Jean-Paul Gaultier has finally redeemed himself as the notorious designer of Madonna’s cone boobed bustier: he sent big girls down the Paris runway as well as a model in her 50s. Wow, what a concept. Real women who wear real clothes. Brilliant! With the brou-ha-ha over anorexic looking models this year (oh they’re not anorexic they’re skinny!—gah, have a sandwich!) I love that he did this. The outfit? The hair? Well, I didn’t say I’d buy it, did I?….
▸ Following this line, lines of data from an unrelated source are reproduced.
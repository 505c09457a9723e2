pub mod cloud;
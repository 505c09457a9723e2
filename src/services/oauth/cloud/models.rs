// services/oauth/cloud/models.rs
use serde::{Deserialize, Serialize};
use serde_json::{Map, Value};

use super::errors::CloudAuthError;

#[derive(Debug, Deserialize)]
pub struct CloudCallback {
    pub code: String,
}

#[derive(Debug, Default, Deserialize)]
pub struct CloudLoginParams {
    pub location: Option<String>,
}

/// Tokens as stored in settings. Provider fields this service does not
/// interpret (`token_type`, `id_token`, `scope`, ...) ride along in `extra`.
///
/// A stored set may lack `access_token` (an empty `"tokens": {}` is accepted);
/// only a fresh `/auth/token` response is required to carry one.
#[derive(Debug, Clone, Default, PartialEq, Serialize, Deserialize)]
pub struct TokenSet {
    #[serde(default)]
    pub access_token: String,
    #[serde(default, skip_serializing_if = "Option::is_none")]
    pub refresh_token: Option<String>,
    #[serde(default, skip_serializing_if = "Option::is_none")]
    pub expires_at: Option<i64>,
    #[serde(flatten)]
    pub extra: Map<String, Value>,
}

impl TokenSet {
    /// Builds a token set from a raw `/auth/token` response. A relative
    /// `expires_in` becomes `expires_at = now + expires_in - 1` and is dropped.
    pub fn from_token_response(
        mut raw: Map<String, Value>,
        now: i64,
    ) -> Result<Self, CloudAuthError> {
        if let Some(expires_in) = raw.remove("expires_in") {
            let seconds = expires_in
                .as_f64()
                .ok_or(CloudAuthError::InvalidTokenJson)?;
            let expires_at = (now as f64 + seconds - 1.0).round() as i64;
            raw.insert("expires_at".into(), Value::from(expires_at));
        }

        if !raw.get("access_token").is_some_and(Value::is_string) {
            return Err(CloudAuthError::MissingAccessToken);
        }

        serde_json::from_value(Value::Object(raw)).map_err(|_| CloudAuthError::InvalidTokenJson)
    }
}

#[derive(Debug, Clone, Default, PartialEq, Deserialize)]
pub struct CloudUserInfo {
    pub name: String,
    #[serde(flatten)]
    pub extra: Map<String, Value>,
}

#[derive(Debug, Clone, PartialEq, Eq, Serialize)]
pub struct InstanceMetadata {
    pub instance_id: String,
    pub public_hostname: String,
    pub ami_id: Option<String>,
}
pub mod jwt;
Speaking of runway. America’s Next Top Model has once again grasped me in its claws. Anyone see Miss Jay’s girl scout outfit last week? Love her. And the nod to Tyra being all drag queen, hello! She’s so drag! But I love her more every season. Don’t make me imitate the girls when they get Tyra Mail….(yelling screaming jumping up and down would ensue).

Sunday, October 01, 2006

Reason #323 why I love Portland

Under the Autumn Moon Festival lanterns
Festivals. Especially celebrating redevelopment or revitalization. Went to the Festival of the Autumn Moon Sunday, celebrating the monster planning and construction in Portland's Oldtown/Chinatown. AdRi and I participated in the community involvement process years back, looking at design and plans, giving feedback and requests. It was exciting to see it full circle and to attend a festival that was completely packed: word was 20,000 people came just on Saturday. Wow.
Under the Autumn Moon Festival
What's so cool about the redevelopment of the area is that several streets were designed with cobblestones and without sidewalks, specifically so they could be closed for street festivals. The thoughtfulness in design extended into one of the areas I voted for priority, street trees.
Thoughtful planning
There was a specific plan for just the street trees. Having worked at one time in this area, the cherry blossom trees in spring were always a highlight: I'm so pleased to see the thoughtfulness for this area.
DarcelleVagabond Opera
In true Portland odd fashion, the stage at the festival featured a cross section of culture representing Oldtown/Chinatown. Flanked with asian style art, the fabulous Darcelle in full drag queen regalia MC'd, and Vagabond Opera, klezmer music sung in Italian, put on a fantastic show.
Coconut milk
I was quite pleased to enjoy fresh coconut milk straight from the coconut.